■ DATASET EXTRACT:
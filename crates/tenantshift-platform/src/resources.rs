//! v3 API resources and request bodies.

use serde::{Deserialize, Serialize};
use serde_json::{json, Value};
use tenantshift_core::{CredentialMap, InstanceType};

/// `{ "guid": ... }`
#[derive(Debug, Clone, PartialEq, Eq, Serialize, Deserialize, Default)]
pub struct GuidRef {
    /// Referenced GUID
    pub guid: String,
}

/// To-one relationship; `data` is null when unset.
#[derive(Debug, Clone, PartialEq, Eq, Serialize, Deserialize, Default)]
pub struct ToOne {
    /// Related resource
    #[serde(default)]
    pub data: Option<GuidRef>,
}

impl ToOne {
    /// Relationship pointing at `guid`.
    pub fn to(guid: impl Into<String>) -> Self {
        Self {
            data: Some(GuidRef { guid: guid.into() }),
        }
    }

    /// GUID of the related resource, if set.
    pub fn guid(&self) -> Option<&str> {
        self.data.as_ref().map(|d| d.guid.as_str())
    }
}

/// Paged list envelope.
#[derive(Debug, Clone, Deserialize)]
pub struct Page<T> {
    /// Paging links
    #[serde(default)]
    pub pagination: Pagination,
    /// Resources on this page
    #[serde(default = "Vec::new")]
    pub resources: Vec<T>,
}

/// Paging links of a list response.
#[derive(Debug, Clone, Deserialize, Default)]
pub struct Pagination {
    /// Absolute URL of the next page
    #[serde(default)]
    pub next: Option<Link>,
}

/// `{ "href": ... }`
#[derive(Debug, Clone, Deserialize)]
pub struct Link {
    /// Absolute URL
    pub href: String,
}

/// An organization.
#[derive(Debug, Clone, PartialEq, Eq, Serialize, Deserialize, Default)]
pub struct Organization {
    /// Organization GUID
    pub guid: String,
    /// Organization name
    pub name: String,
}

/// Relationships of a space.
#[derive(Debug, Clone, PartialEq, Eq, Serialize, Deserialize, Default)]
pub struct SpaceRelationships {
    /// Owning organization
    #[serde(default)]
    pub organization: ToOne,
}

/// A space.
#[derive(Debug, Clone, PartialEq, Eq, Serialize, Deserialize, Default)]
pub struct Space {
    /// Space GUID
    pub guid: String,
    /// Space name
    pub name: String,
    /// Relationships
    #[serde(default)]
    pub relationships: SpaceRelationships,
}

impl Space {
    /// Owning organization GUID.
    pub fn org_guid(&self) -> Option<&str> {
        self.relationships.organization.guid()
    }
}

/// Relationships of a service instance.
#[derive(Debug, Clone, PartialEq, Eq, Serialize, Deserialize, Default)]
pub struct InstanceRelationships {
    /// Owning space
    #[serde(default)]
    pub space: ToOne,
    /// Plan; absent for user-provided instances
    #[serde(default)]
    pub service_plan: Option<ToOne>,
}

/// A service instance as listed by the API.
#[derive(Debug, Clone, PartialEq, Serialize, Deserialize, Default)]
pub struct ServiceInstanceResource {
    /// Instance GUID
    pub guid: String,
    /// Instance name
    pub name: String,
    /// Managed or user-provided
    #[serde(rename = "type")]
    pub instance_type: InstanceType,
    /// Tags
    #[serde(default)]
    pub tags: Vec<String>,
    /// Broker dashboard URL
    #[serde(default)]
    pub dashboard_url: Option<String>,
    /// Syslog drain URL (user-provided)
    #[serde(default)]
    pub syslog_drain_url: Option<String>,
    /// Route service URL
    #[serde(default)]
    pub route_service_url: Option<String>,
    /// Relationships
    #[serde(default)]
    pub relationships: InstanceRelationships,
}

impl ServiceInstanceResource {
    /// Owning space GUID.
    pub fn space_guid(&self) -> Option<&str> {
        self.relationships.space.guid()
    }

    /// Plan GUID, for managed instances.
    pub fn plan_guid(&self) -> Option<&str> {
        self.relationships.service_plan.as_ref().and_then(ToOne::guid)
    }
}

/// Relationships of a plan.
#[derive(Debug, Clone, PartialEq, Eq, Serialize, Deserialize, Default)]
pub struct PlanRelationships {
    /// Offering the plan belongs to
    #[serde(default)]
    pub service_offering: ToOne,
}

/// A service plan.
#[derive(Debug, Clone, PartialEq, Eq, Serialize, Deserialize, Default)]
pub struct ServicePlan {
    /// Plan GUID
    pub guid: String,
    /// Plan name
    pub name: String,
    /// Relationships
    #[serde(default)]
    pub relationships: PlanRelationships,
}

impl ServicePlan {
    /// Offering GUID.
    pub fn offering_guid(&self) -> Option<&str> {
        self.relationships.service_offering.guid()
    }
}

/// A service offering; `name` is the label the registry dispatches on.
#[derive(Debug, Clone, PartialEq, Eq, Serialize, Deserialize, Default)]
pub struct ServiceOffering {
    /// Offering GUID
    pub guid: String,
    /// Offering label
    pub name: String,
}

/// Relationships of a credential binding.
#[derive(Debug, Clone, PartialEq, Eq, Serialize, Deserialize, Default)]
pub struct BindingRelationships {
    /// Bound app; absent for service keys
    #[serde(default)]
    pub app: Option<ToOne>,
    /// Bound instance
    #[serde(default)]
    pub service_instance: ToOne,
}

/// An app binding or service key (`service_credential_bindings`).
#[derive(Debug, Clone, PartialEq, Eq, Serialize, Deserialize, Default)]
pub struct CredentialBinding {
    /// Binding GUID
    pub guid: String,
    /// Binding name
    #[serde(default)]
    pub name: Option<String>,
    /// `app` or `key`
    #[serde(rename = "type", default)]
    pub binding_type: String,
    /// Relationships
    #[serde(default)]
    pub relationships: BindingRelationships,
}

impl CredentialBinding {
    /// Bound app GUID, for app bindings.
    pub fn app_guid(&self) -> Option<&str> {
        self.relationships.app.as_ref().and_then(ToOne::guid)
    }

    /// Bound instance GUID.
    pub fn service_instance_guid(&self) -> Option<&str> {
        self.relationships.service_instance.guid()
    }
}

/// Credentials of a binding or key.
#[derive(Debug, Clone, PartialEq, Deserialize, Default)]
pub struct BindingDetails {
    /// Credential map
    #[serde(default)]
    pub credentials: CredentialMap,
    /// Volume mounts, when present and non-empty
    #[serde(default, deserialize_with = "non_empty")]
    pub volume_mounts: Option<Value>,
}

fn non_empty<'de, D>(deserializer: D) -> std::result::Result<Option<Value>, D::Error>
where
    D: serde::Deserializer<'de>,
{
    let value = Option::<Value>::deserialize(deserializer)?;
    Ok(value.filter(|v| match v {
        Value::Null => false,
        Value::Array(a) => !a.is_empty(),
        Value::Object(o) => !o.is_empty(),
        _ => true,
    }))
}

/// Relationships of an app.
#[derive(Debug, Clone, PartialEq, Eq, Serialize, Deserialize, Default)]
pub struct AppRelationships {
    /// Owning space
    #[serde(default)]
    pub space: ToOne,
}

/// An application.
#[derive(Debug, Clone, PartialEq, Eq, Serialize, Deserialize, Default)]
pub struct App {
    /// App GUID
    pub guid: String,
    /// App name
    pub name: String,
    /// `STARTED` or `STOPPED`
    #[serde(default)]
    pub state: String,
    /// Relationships
    #[serde(default)]
    pub relationships: AppRelationships,
}

/// Body of a managed instance create.
#[derive(Debug, Clone, PartialEq, Default)]
pub struct NewManagedInstance {
    /// Instance name
    pub name: String,
    /// Target space GUID
    pub space_guid: String,
    /// Target plan GUID
    pub plan_guid: String,
    /// Tags
    pub tags: Vec<String>,
    /// Provisioning parameters
    pub parameters: CredentialMap,
}

impl NewManagedInstance {
    /// JSON request body.
    pub fn to_body(&self) -> Value {
        json!({
            "type": "managed",
            "name": self.name,
            "tags": self.tags,
            "parameters": self.parameters,
            "relationships": {
                "space": ToOne::to(&self.space_guid),
                "service_plan": ToOne::to(&self.plan_guid),
            },
        })
    }
}

/// Body of a user-provided instance create.
#[derive(Debug, Clone, PartialEq, Default)]
pub struct NewUserProvidedInstance {
    /// Instance name
    pub name: String,
    /// Target space GUID
    pub space_guid: String,
    /// Credentials
    pub credentials: CredentialMap,
    /// Tags
    pub tags: Vec<String>,
    /// Syslog drain URL
    pub syslog_drain_url: Option<String>,
    /// Route service URL
    pub route_service_url: Option<String>,
}

impl NewUserProvidedInstance {
    /// JSON request body.
    pub fn to_body(&self) -> Value {
        let mut body = json!({
            "type": "user-provided",
            "name": self.name,
            "credentials": self.credentials,
            "tags": self.tags,
            "relationships": { "space": ToOne::to(&self.space_guid) },
        });
        if let Some(url) = &self.syslog_drain_url {
            body["syslog_drain_url"] = json!(url);
        }
        if let Some(url) = &self.route_service_url {
            body["route_service_url"] = json!(url);
        }
        body
    }
}

/// Fields to change on an existing instance; `None` leaves a field as is.
#[derive(Debug, Clone, PartialEq, Default)]
pub struct InstanceUpdate {
    /// Replacement tags
    pub tags: Option<Vec<String>>,
    /// Replacement parameters (managed)
    pub parameters: Option<CredentialMap>,
    /// Replacement credentials (user-provided)
    pub credentials: Option<CredentialMap>,
    /// Replacement syslog drain URL (user-provided)
    pub syslog_drain_url: Option<String>,
    /// Replacement route service URL
    pub route_service_url: Option<String>,
}

impl InstanceUpdate {
    /// JSON request body with only the set fields.
    pub fn to_body(&self) -> Value {
        let mut body = serde_json::Map::new();
        if let Some(tags) = &self.tags {
            body.insert("tags".into(), json!(tags));
        }
        if let Some(parameters) = &self.parameters {
            body.insert("parameters".into(), json!(parameters));
        }
        if let Some(credentials) = &self.credentials {
            body.insert("credentials".into(), json!(credentials));
        }
        if let Some(url) = &self.syslog_drain_url {
            body.insert("syslog_drain_url".into(), json!(url));
        }
        if let Some(url) = &self.route_service_url {
            body.insert("route_service_url".into(), json!(url));
        }
        Value::Object(body)
    }
}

■ WHAT IS EXPECTED: Wherever a line in the entries holds "Bound", copy that line.

■ RESPONSE BOX:
    /// Bound app; absent for service keys
    /// Bound instance
    /// Bound app GUID, for app bindings.
    /// Bound instance GUID.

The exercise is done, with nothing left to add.